Work to complete: Look over the data below and give the number of lines containing the word "Deserialize", with no other words.

Stored items:
* * * *

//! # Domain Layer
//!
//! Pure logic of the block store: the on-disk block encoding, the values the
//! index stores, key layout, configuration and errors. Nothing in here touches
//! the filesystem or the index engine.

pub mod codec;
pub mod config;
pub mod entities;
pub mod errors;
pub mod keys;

* * * *

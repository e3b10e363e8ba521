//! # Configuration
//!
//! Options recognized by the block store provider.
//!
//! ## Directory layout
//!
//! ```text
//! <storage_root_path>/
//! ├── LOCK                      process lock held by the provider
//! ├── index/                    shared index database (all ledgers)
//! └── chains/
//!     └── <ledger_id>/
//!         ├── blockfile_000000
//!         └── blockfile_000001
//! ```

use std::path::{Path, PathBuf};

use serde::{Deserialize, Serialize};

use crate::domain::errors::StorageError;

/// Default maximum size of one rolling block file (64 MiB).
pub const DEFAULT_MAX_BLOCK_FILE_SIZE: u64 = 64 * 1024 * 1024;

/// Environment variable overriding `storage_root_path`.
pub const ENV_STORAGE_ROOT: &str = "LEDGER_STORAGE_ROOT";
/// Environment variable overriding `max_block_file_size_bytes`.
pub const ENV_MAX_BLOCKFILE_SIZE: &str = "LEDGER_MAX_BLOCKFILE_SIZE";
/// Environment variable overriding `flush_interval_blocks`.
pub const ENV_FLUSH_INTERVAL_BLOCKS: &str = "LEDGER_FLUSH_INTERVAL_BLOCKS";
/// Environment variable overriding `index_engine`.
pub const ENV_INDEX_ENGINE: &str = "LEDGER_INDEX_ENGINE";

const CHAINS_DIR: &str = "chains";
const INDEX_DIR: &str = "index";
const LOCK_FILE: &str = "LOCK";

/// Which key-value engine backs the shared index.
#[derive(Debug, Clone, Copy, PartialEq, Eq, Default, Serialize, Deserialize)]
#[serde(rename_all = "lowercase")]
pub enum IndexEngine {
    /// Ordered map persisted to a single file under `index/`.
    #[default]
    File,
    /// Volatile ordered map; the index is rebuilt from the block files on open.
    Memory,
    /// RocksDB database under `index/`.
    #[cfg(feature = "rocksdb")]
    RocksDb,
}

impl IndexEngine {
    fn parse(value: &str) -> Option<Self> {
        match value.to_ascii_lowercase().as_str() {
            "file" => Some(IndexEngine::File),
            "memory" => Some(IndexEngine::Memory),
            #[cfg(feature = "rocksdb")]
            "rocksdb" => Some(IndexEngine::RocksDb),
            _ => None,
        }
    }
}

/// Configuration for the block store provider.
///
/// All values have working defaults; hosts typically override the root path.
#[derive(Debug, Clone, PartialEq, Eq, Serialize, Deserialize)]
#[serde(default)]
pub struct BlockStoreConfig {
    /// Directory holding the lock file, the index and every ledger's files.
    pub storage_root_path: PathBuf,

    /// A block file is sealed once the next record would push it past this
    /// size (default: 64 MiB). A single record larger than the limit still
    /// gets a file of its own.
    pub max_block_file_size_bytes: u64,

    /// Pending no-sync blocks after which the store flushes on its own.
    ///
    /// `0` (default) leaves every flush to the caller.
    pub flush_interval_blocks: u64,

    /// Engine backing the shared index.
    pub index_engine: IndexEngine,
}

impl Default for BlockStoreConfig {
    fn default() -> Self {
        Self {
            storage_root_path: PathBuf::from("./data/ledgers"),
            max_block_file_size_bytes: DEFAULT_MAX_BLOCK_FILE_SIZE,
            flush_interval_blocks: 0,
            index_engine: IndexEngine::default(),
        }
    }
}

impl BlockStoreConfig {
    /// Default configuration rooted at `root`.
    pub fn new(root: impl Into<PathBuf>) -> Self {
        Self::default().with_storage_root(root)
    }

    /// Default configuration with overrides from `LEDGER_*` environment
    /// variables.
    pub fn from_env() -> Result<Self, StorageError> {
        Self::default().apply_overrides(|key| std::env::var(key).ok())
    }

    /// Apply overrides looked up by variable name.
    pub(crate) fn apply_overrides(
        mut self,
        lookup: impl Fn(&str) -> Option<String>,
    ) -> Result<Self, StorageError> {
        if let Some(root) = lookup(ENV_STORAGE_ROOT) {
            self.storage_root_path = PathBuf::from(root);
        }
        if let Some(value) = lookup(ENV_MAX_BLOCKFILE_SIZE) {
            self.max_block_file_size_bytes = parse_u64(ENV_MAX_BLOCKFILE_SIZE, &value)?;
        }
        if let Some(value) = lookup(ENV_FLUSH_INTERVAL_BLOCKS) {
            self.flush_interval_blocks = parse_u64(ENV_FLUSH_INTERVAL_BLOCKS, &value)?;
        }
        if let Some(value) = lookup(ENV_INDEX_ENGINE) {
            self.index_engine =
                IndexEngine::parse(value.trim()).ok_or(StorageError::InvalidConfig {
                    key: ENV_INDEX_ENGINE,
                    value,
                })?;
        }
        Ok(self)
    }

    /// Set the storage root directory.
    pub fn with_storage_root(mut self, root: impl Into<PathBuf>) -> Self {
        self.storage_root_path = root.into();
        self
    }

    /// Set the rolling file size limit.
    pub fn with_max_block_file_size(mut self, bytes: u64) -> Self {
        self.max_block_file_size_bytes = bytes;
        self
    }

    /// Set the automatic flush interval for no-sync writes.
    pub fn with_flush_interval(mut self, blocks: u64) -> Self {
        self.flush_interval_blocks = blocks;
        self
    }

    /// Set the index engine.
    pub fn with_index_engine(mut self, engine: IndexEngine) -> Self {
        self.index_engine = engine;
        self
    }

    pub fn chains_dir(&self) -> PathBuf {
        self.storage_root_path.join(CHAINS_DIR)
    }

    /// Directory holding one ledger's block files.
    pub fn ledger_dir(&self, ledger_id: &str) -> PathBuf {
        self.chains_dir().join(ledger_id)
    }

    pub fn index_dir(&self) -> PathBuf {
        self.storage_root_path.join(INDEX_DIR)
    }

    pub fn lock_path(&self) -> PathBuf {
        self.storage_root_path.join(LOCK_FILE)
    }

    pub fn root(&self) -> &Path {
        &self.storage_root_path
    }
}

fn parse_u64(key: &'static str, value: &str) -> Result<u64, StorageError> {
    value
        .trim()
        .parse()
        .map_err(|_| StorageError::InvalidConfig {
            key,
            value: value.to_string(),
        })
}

* * * *

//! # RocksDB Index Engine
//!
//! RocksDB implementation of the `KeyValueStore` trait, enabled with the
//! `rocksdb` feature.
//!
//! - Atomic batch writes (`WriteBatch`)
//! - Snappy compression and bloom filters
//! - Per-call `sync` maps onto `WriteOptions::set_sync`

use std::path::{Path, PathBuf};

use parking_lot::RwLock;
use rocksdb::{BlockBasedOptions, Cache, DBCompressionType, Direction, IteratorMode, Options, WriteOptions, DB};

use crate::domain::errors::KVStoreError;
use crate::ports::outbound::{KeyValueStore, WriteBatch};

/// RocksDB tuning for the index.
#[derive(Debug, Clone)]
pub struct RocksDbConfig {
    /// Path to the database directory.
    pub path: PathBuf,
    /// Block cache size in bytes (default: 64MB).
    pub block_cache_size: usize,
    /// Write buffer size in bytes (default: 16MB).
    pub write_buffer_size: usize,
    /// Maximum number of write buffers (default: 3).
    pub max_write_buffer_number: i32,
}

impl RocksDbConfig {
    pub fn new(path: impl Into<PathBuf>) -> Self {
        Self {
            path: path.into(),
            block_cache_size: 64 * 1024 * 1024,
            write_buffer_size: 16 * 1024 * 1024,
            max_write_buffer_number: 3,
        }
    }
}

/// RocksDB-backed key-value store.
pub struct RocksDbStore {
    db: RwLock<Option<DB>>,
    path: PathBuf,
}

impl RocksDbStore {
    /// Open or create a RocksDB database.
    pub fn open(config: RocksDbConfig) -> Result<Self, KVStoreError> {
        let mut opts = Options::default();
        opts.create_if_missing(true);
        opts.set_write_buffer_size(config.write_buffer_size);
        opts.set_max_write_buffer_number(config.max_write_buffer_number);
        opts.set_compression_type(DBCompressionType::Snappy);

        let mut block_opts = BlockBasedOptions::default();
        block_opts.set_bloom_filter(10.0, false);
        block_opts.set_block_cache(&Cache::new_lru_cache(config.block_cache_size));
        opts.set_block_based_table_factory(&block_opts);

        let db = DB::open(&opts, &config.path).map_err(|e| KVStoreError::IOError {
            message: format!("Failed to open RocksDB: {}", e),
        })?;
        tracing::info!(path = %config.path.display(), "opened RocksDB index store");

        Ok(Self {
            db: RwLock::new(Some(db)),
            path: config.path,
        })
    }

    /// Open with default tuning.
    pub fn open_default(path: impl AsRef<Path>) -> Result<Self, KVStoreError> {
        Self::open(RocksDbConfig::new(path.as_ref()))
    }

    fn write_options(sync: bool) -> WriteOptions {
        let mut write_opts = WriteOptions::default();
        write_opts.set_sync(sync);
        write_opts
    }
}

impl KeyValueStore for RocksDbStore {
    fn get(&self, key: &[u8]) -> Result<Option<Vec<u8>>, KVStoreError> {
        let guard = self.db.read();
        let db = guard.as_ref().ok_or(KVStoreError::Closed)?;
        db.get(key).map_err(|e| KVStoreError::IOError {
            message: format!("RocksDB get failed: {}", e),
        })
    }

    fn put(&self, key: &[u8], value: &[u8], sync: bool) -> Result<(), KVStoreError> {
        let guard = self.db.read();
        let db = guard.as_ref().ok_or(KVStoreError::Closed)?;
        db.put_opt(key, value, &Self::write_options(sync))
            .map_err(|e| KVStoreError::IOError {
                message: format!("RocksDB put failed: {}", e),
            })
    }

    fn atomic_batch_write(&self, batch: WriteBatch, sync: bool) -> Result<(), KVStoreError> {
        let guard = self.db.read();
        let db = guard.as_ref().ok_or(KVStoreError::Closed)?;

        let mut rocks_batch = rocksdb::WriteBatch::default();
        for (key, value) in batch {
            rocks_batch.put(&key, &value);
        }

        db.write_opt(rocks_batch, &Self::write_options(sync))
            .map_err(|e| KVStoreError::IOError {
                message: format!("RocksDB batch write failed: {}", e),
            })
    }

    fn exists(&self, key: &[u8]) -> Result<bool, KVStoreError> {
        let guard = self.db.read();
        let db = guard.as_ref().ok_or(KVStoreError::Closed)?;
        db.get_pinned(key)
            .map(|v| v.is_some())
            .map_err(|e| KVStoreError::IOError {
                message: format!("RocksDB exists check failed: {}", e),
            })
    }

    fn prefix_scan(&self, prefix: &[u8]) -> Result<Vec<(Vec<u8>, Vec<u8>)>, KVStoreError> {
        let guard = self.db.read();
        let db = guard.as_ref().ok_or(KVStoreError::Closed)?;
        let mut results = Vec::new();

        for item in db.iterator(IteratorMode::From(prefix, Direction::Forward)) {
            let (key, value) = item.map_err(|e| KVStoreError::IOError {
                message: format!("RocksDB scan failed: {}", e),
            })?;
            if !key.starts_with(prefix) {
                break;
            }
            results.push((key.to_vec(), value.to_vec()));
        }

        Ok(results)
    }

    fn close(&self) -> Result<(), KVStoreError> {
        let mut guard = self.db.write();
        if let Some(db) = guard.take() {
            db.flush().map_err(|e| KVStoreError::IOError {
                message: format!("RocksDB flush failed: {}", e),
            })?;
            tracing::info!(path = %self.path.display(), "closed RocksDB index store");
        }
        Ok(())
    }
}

* * * *

Your solution: 3